The mesonephros () is one of three excretory organs that develop in vertebrates. It serves as the main excretory organ of aquatic vertebrates and as a temporary kidney in reptiles, birds, and mammals. The mesonephros is included in the Wolffian body after Caspar Friedrich Wolff who described it in 1759. (The Wolffian body is composed of: mesonephros + paramesonephrotic blastema)

Structure
The mesonephros acts as a structure similar to the kidney that, in humans, functions between the sixth and tenth weeks of embryological life. Despite the similarity in structure, function, and terminology, however, the mesonephric nephrons do not form any part of the mature kidney or nephrons.

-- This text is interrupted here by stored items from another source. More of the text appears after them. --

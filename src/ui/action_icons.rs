// SPDX-License-Identifier: MPL-2.0
//! Semantic action icons mapping.
//!
//! This module provides a semantic layer over [`icons`](super::icons), mapping
//! user actions to their visual icon representations. This separation allows
//! changing an action's icon in one place without modifying all usage sites.
//!
//! Where a platform policy varies a glyph (plain vs. circled play/pause),
//! the variant switch lives here, so the views never pick raw icons.
//!
//! # Naming Convention
//!
//! Functions are named by **what action they represent**, not what they look
//! like. The underlying visual icon can change without affecting call sites.

use super::icons;
use super::platform::GlyphVariant;

// =============================================================================
// Playback Actions
// =============================================================================

/// Icons for the playback cluster.
pub mod playback {
    use super::{icons, GlyphVariant};
    use iced::widget::svg::Svg;

    /// Start or resume playback.
    #[must_use]
    pub fn play(variant: GlyphVariant) -> Svg<'static> {
        match variant {
            GlyphVariant::Circled => icons::play_circle(),
            GlyphVariant::Plain => icons::play(),
        }
    }

    /// Pause playback.
    #[must_use]
    pub fn pause(variant: GlyphVariant) -> Svg<'static> {
        match variant {
            GlyphVariant::Circled => icons::pause_circle(),
            GlyphVariant::Plain => icons::pause(),
        }
    }

    /// Playback is unavailable (error state).
    #[must_use]
    pub fn unavailable() -> Svg<'static> {
        icons::play_slash()
    }

    /// Jump backward by the skip interval.
    #[must_use]
    pub fn skip_backward() -> Svg<'static> {
        icons::arrow_ccw()
    }

    /// Jump forward by the skip interval.
    #[must_use]
    pub fn skip_forward() -> Svg<'static> {
        icons::arrow_cw()
    }
}

// =============================================================================
// Content Mode Actions
// =============================================================================

/// Icons for the aspect-fill toggle.
pub mod content_mode {
    use super::icons;
    use iced::widget::svg::Svg;

    /// Toggle between fill and fit scaling.
    ///
    /// Shows inward arrows while filling (pressing will fit) and outward
    /// arrows while fitting (pressing will fill).
    #[must_use]
    pub fn toggle(is_aspect_fill: bool) -> Svg<'static> {
        if is_aspect_fill {
            icons::arrows_inward()
        } else {
            icons::arrows_outward()
        }
    }
}

// =============================================================================
// Subtitle Actions
// =============================================================================

/// Icons for subtitle selection.
pub mod subtitles {
    use super::icons;
    use iced::widget::svg::Svg;

    /// Open the subtitle track menu.
    #[must_use]
    pub fn menu() -> Svg<'static> {
        icons::speech_bubble()
    }
}

// =============================================================================
// Helper Functions
// =============================================================================

/// Re-export of [`icons::sized`] for convenience.
pub use icons::sized;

In humans, the mesonephros consists of units which are similar in structure and function to nephrons of the adult kidney. Each of these consists of a glomerulus, a tuft of capillaries which arises from lateral branches of dorsal aorta and drains into the inferior cardinal vein; a Bowman's capsule, a funnel like structure which surrounds the glomerulus; and a mesonephric tubule, a tube which connects the Bowman's capsule to the mesonephric duct. A unit consisting of a single glomerulus and the Bowman's capsule surrounding it is called renal corpuscle, and a unit consisting of single renal corpuscle with its associated mesonephric tubule is called a "nephron" or "excretory mesonephric unit".

Development

Mesonephric vesicle
Formation of each mesonephric nephron begins when a bit of the intermediate mesoderm adjacent to the mesonephric duct differentiates to form a mesonephric vesicle.

Mesonephric tubules

This vesicle then elongates to form the mesonephric tubule, attaching to the mesonephric duct on one side. Meanwhile, an artery from the dorsal aorta begins extending towards the mesonephric tubule. When these two structures contact each other, they form the glomerulus and the Bowman's capsule surrounding it. The mesonephric tubule is also known as the Wolffian tubules (or Kobelt's tubules).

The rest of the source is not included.